Türkiye'de tutuklanan İsveçli gazeteci Joakim Medin hakkında hazırlanan iddianameler şok etkisi yarattı. Dagens ETC muhabiri Medin, Cumhurbaşkanına hakaret ve örgüt üyeliği gibi ciddi suçlamalarla karşı karşıya.
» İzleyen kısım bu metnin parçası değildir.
// Copyright (c) 2026 Accord Digital
// SPDX-License-Identifier: AGPL-3.0
//! # Journey Log
//!
//! Domain model for the wizard **journey**: the ordered log of page-path tokens a
//! user has legitimately visited within one guided multi-step flow.
//!
//! ## Lifecycle
//!
//! ```text
//! flow entry page (e.g. "manage")
//!   └─ Journey::reset() + Journey::visit(entry)
//!   └─ Journey::visit(page)        ← on every step render / form submit
//!         └─ check_access(journey, requested, first)  ← middleware gate
//! ```
//!
//! ## Invariants
//!
//! - The journey is append-only, except that revisiting an earlier page truncates
//!   everything **after** that page (forward history is discarded).
//! - Membership checks are exact string equality on whole tokens. No prefix or
//!   wildcard matching.
//! - A non-empty journey always has a well-defined "last visited" page, which is
//!   where a skipping user is sent back to.
use serde::{Deserialize, Serialize};

/// Which guided flow a protected endpoint belongs to.
#[derive(Debug, Clone, Copy, PartialEq, Eq)]
pub enum JourneyType {
    /// The manage-account wizard (invitations, removals, organisation details).
    ManageAccount,
    /// An in-progress permission-delegation wizard step, keyed by a route GUID.
    ManagePermissions,
    /// The entry action of a permission-delegation wizard. Allowed through as soon
    /// as a route GUID is present, with no prior journey state required.
    ManagePermissionsStart,
}

/// Ordered log of visited page-path tokens within one sub-journey.
#[derive(Debug, Clone, Default, PartialEq, Eq, Serialize, Deserialize)]
pub struct Journey {
    pages: Vec<String>,
}

impl Journey {
    pub fn new() -> Self {
        Self::default()
    }

    pub fn is_empty(&self) -> bool {
        self.pages.is_empty()
    }

    /// Exact-equality membership test on a whole page token.
    pub fn contains(&self, page: &str) -> bool {
        self.pages.iter().any(|p| p == page)
    }

    /// The most recently visited page, if any.
    pub fn last(&self) -> Option<&str> {
        self.pages.last().map(String::as_str)
    }

    pub fn pages(&self) -> &[String] {
        &self.pages
    }

    /// Record a page visit.
    ///
    /// Revisiting a page already in the log truncates everything after it, so a
    /// user stepping back through the wizard loses their forward history and must
    /// walk the remaining steps again. Visiting the current tail is a no-op.
    pub fn visit(&mut self, page: &str) {
        if let Some(pos) = self.pages.iter().position(|p| p == page) {
            self.pages.truncate(pos + 1);
        } else {
            self.pages.push(page.to_string());
        }
    }

    /// Drop all recorded history. Used by flow entry pages that restart a wizard.
    pub fn reset(&mut self) {
        self.pages.clear();
    }
}

/// Outcome of a journey access check.
#[derive(Debug, Clone, PartialEq, Eq)]
pub enum AccessDecision {
    /// The requested page was legitimately reached.
    Allow,
    /// The user skipped ahead (or has no journey); send them to this page token.
    RedirectTo(String),
}

/// Decide whether `requested` is reachable given the recorded `journey`.
///
/// - empty journey → redirect to `first_page`
/// - `requested` not a member → redirect to the last visited page
/// - `requested` is a member → allow
pub fn check_access(journey: &Journey, requested: &str, first_page: &str) -> AccessDecision {
    if journey.contains(requested) {
        return AccessDecision::Allow;
    }
    match journey.last() {
        Some(last) => AccessDecision::RedirectTo(last.to_string()),
        None => AccessDecision::RedirectTo(first_page.to_string()),
    }
}

#[cfg(test)]
mod tests {
    use super::*;

    #[test]
    fn visit_appends_new_pages_in_order() {
        let mut journey = Journey::new();
        journey.visit("manage");
        journey.visit("team-member-email");
        journey.visit("team-member-permissions");
        assert_eq!(
            journey.pages(),
            ["manage", "team-member-email", "team-member-permissions"]
        );
    }

    #[test]
    fn revisiting_an_earlier_page_discards_forward_history() {
        let mut journey = Journey::new();
        journey.visit("manage");
        journey.visit("team-member-email");
        journey.visit("team-member-permissions");
        journey.visit("team-member-details");

        journey.visit("team-member-email");
        assert_eq!(journey.pages(), ["manage", "team-member-email"]);

        // The next step appends after the truncation point.
        journey.visit("team-member-permissions");
        assert_eq!(
            journey.pages(),
            ["manage", "team-member-email", "team-member-permissions"]
        );
    }

    #[test]
    fn revisiting_the_tail_is_a_noop() {
        let mut journey = Journey::new();
        journey.visit("manage");
        journey.visit("team-member-email");
        journey.visit("team-member-email");
        assert_eq!(journey.pages(), ["manage", "team-member-email"]);
    }

    #[test]
    fn access_allowed_for_visited_page() {
        let mut journey = Journey::new();
        journey.visit("manage");
        journey.visit("team-member-email");
        assert_eq!(
            check_access(&journey, "team-member-email", "manage"),
            AccessDecision::Allow
        );
    }

    #[test]
    fn access_redirects_to_last_visited_when_skipping_ahead() {
        let mut journey = Journey::new();
        journey.visit("manage");
        journey.visit("team-member-email");
        assert_eq!(
            check_access(&journey, "team-member-permissions", "manage"),
            AccessDecision::RedirectTo("team-member-email".to_string())
        );
    }

    #[test]
    fn access_redirects_to_first_page_on_empty_journey() {
        let journey = Journey::new();
        assert_eq!(
            check_access(&journey, "team-member-email", "manage"),
            AccessDecision::RedirectTo("manage".to_string())
        );
    }

    #[test]
    fn membership_is_exact_not_prefix() {
        let mut journey = Journey::new();
        journey.visit("team-member");
        assert_eq!(
            check_access(&journey, "team-member-email", "manage"),
            AccessDecision::RedirectTo("team-member".to_string())
        );
    }
}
Peki, bu suçlamaların ardında yatan sebepler neler? İşte detaylar...
İddianamelerin İçeriği: Erdoğan'a Hakaret ve Örgüt Propagandası
Ekrem İmamoğlu'nun gözaltına alınmasıyla başlayan protestoları takip etmek için Türkiye'ye gelen Joakim Medin, hakkında hazırlanan ilk iddianamede Cumhurbaşkanına hakaret (TCK 299) ile suçlanıyor. İddianameye göre Medin, İsveç'in NATO'ya katılım süreciyle ilgili tartışmalar sırasında Stockholm'de Erdoğan karşıtı bir protestoya katılarak ve bu protestoyu haber yaparak suçu işlemiş. Ayrıca, 8 Ağustos 2023'te yaptığı bir haberde Erdoğan'ın maketinin LGBTİ+ bayrağı tuttuğu görseli kullanması da suçlamaya gerekçe gösteriliyor.
İkinci iddianamede ise Medin, örgüt üyeliği (TCK 314/2) ve propagandayla (TMK 7/2-2) suçlanıyor. Savcılık, Medin'in paylaştığı haber ve paylaşımlarda yer alan örgüt bayrakları, örgüt liderlerine ait fotoğraflar ve örgüt üyelerinin silahlı görüntüleriyle bu suçu işlediğini iddia ediyor. Savcılık ayrıca, Medin'in sadece Ortadoğu'daki belli bir bölgeye yoğunlaştığını ve diğer çatışma bölgelerine dair haber yapmadığını belirterek, bunun "örgütsel bağlılık ve süreklilik" göstergesi olduğunu savunuyor.
Savunma: Gazetecilik Faaliyeti ve İfade Özgürlüğü
Medin'in avukatı Veysel Ok, iddianameye ilişkin yaptığı açıklamada, "Her iki dosyada da gazetecilik faaliyeti dışında hiçbir somut delil yok. Suçlamalar, Joakim'in haber amaçlı sosyal medya paylaşımları, röportajları ve seyahatlerine dayanıyor. Oysa bunlar hem Türkiye'de hem de İsveç'te suç değildir. Avrupa İnsan Hakları Mahkemesi ve Anayasa Mahkemesi kararları açıktır: Gazetecilik faaliyetleri terör suçu olarak değerlendirilemez. Joakim derhal beraat etmeli ve özgürlüğüne kavuşmalıdır" dedi.
- Medin'in avukatı, suçlamaların gazetecilik faaliyeti kapsamında değerlendirilemeyeceğini vurguladı.
- Avrupa İnsan Hakları Mahkemesi ve Anayasa Mahkemesi kararlarına atıfta bulunarak, Medin'in beraat etmesi gerektiğini savundu.
Medin'in tutuklanması ve hakkındaki suçlamalar, Türkiye'deki basın özgürlüğü tartışmalarını yeniden alevlendirdi. Uluslararası gazetecilik örgütleri ve insan hakları savunucuları, Medin'in serbest bırakılması çağrısında bulunurken, Türkiye'deki yetkililer ise yargı sürecinin devam ettiğini belirtiyor.
Joakim Medin'in davası, Türkiye'deki ifade özgürlüğü ve basın özgürlüğü açısından önemli bir dönüm noktası olabilir. Davanın sonucu, Türkiye'nin uluslararası alandaki imajını ve diğer ülkelerle ilişkilerini de etkileyebilir.